Broadcast television, of course, offers many cable stations from abroad. But in the vast digital repositories of Hulu and Netflix, shows aren't segregated by country of origin. Instead, programs are discovered and rediscovered through word of mouth and recommendations from friends, often through social media or the sites' recommendation engines.

U.S. networks have long looked across the Atlantic for programming to copy -- for example, franchised hits such as "Who Wants to Be a Millionaire?" and attempted remakes such as "Coupling." Many shows also end up on BBC America or PBS, such as the recent, acclaimed upstairs-downstairs drama "Downton Abbey."

But often, such hits as "Downton Abbey" send viewers back to Netflix, where they scour for more top-notch British costume drama. Viewers need not wait for what often turns out to be dumbed-down, Americanized remakes, but can instead seek out the original series.

Hulu is attempting to make a splash this summer by streaming three British series not before seen in the United States.

"Misfits," a comedy about community service-sentenced teenagers turned into superheroes by an electrical storm, premiered on Hulu last week. The Vuguru-produced Web series "The Booth at the End," a moralistic thriller about a man who grants wishes for a price, will premiere July 11. "Whites," a comedy about a country house hotel chef, debuts July 20.

"We'd much rather find a show that a small to medium audience loves to death than a show that a broader audience might kind of like," says Andy Forssell, Hulu's senior vice president of content acquisition and distribution.

Word of mouth

Hulu earlier noticed a surprisingly strong response to British shows such as the cult comedy "Spaced" by Simon Pegg, which ran from 1999 to 2001. Also popular on Hulu were the 2004-06 hospital sitcom "Green Wing" and the 2003-10 sitcom "Peep Show."

"They're shows that spread by word of mouth, spread virally online, and they really just punched above what we thought their weight class was on Hulu," Forssell says.

Similar findings also led Netflix to look abroad.

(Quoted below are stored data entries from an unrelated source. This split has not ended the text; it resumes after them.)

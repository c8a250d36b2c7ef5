/// Unified error types for the Box feed core
use reqwest::StatusCode;
use thiserror::Error;

/// Main error type for feed operations
#[derive(Error, Debug)]
pub enum FeedError {
    /// Request never produced a response (connect, timeout, DNS)
    #[error("Transport error: {0}")]
    Transport(String),

    /// Server answered with a non-2xx status
    #[error("Server returned {status}: {body}")]
    Status { status: StatusCode, body: String },

    /// Response decoded but did not have the expected shape
    #[error("Malformed response: {0}")]
    Malformed(String),

    /// No credential available, or the server rejected it
    #[error("Authentication failed: {0}")]
    Authentication(String),

    /// Target post does not exist
    #[error("Not found: {0}")]
    NotFound(String),

    /// Client-side input rejected before any request was made
    #[error("Validation error: {0}")]
    Validation(String),

    /// Invalid configuration
    #[error("Configuration error: {0}")]
    Configuration(String),

    #[error("Internal error: {0}")]
    Internal(String),
}

/// Failure taxonomy used when surfacing errors to the UI
#[derive(Debug, Clone, Copy, PartialEq, Eq)]
pub enum FailureKind {
    /// Network unreachable or non-2xx status
    Transport,
    /// Anything the server or client considered semantically wrong
    Logical,
}

impl FeedError {
    pub fn kind(&self) -> FailureKind {
        match self {
            FeedError::Transport(_) | FeedError::Status { .. } => FailureKind::Transport,
            _ => FailureKind::Logical,
        }
    }

    /// Whether re-arming the driver and trying again can reasonably succeed
    pub fn is_retryable(&self) -> bool {
        match self {
            FeedError::Transport(_) => true,
            FeedError::Status { status, .. } => {
                status.is_server_error() || *status == StatusCode::TOO_MANY_REQUESTS
            }
            _ => false,
        }
    }

    /// Short label used for metrics
    pub fn label(&self) -> &'static str {
        match self {
            FeedError::Transport(_) => "transport",
            FeedError::Status { .. } => "status",
            FeedError::Malformed(_) => "malformed",
            FeedError::Authentication(_) => "authentication",
            FeedError::NotFound(_) => "not_found",
            FeedError::Validation(_) => "validation",
            FeedError::Configuration(_) => "configuration",
            FeedError::Internal(_) => "internal",
        }
    }
}

impl From<reqwest::Error> for FeedError {
    fn from(e: reqwest::Error) -> Self {
        if e.is_decode() {
            FeedError::Malformed(e.to_string())
        } else {
            FeedError::Transport(e.to_string())
        }
    }
}

/// Result type alias for feed operations
pub type FeedResult<T> = Result<T, FeedError>;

"House of Cards," a political thriller starring Ian Richardson as a plotting Parliament politician, was a sensation for the BBC when it ran in the 1990s. Netflix is paying producer Media Rights Capital for the exclusive rights to distribute a U.S. remake of the series. The new "House of Cards," to star Kevin Spacey and have director David Fincher as executive producer, will stream exclusively on Netflix beginning next year.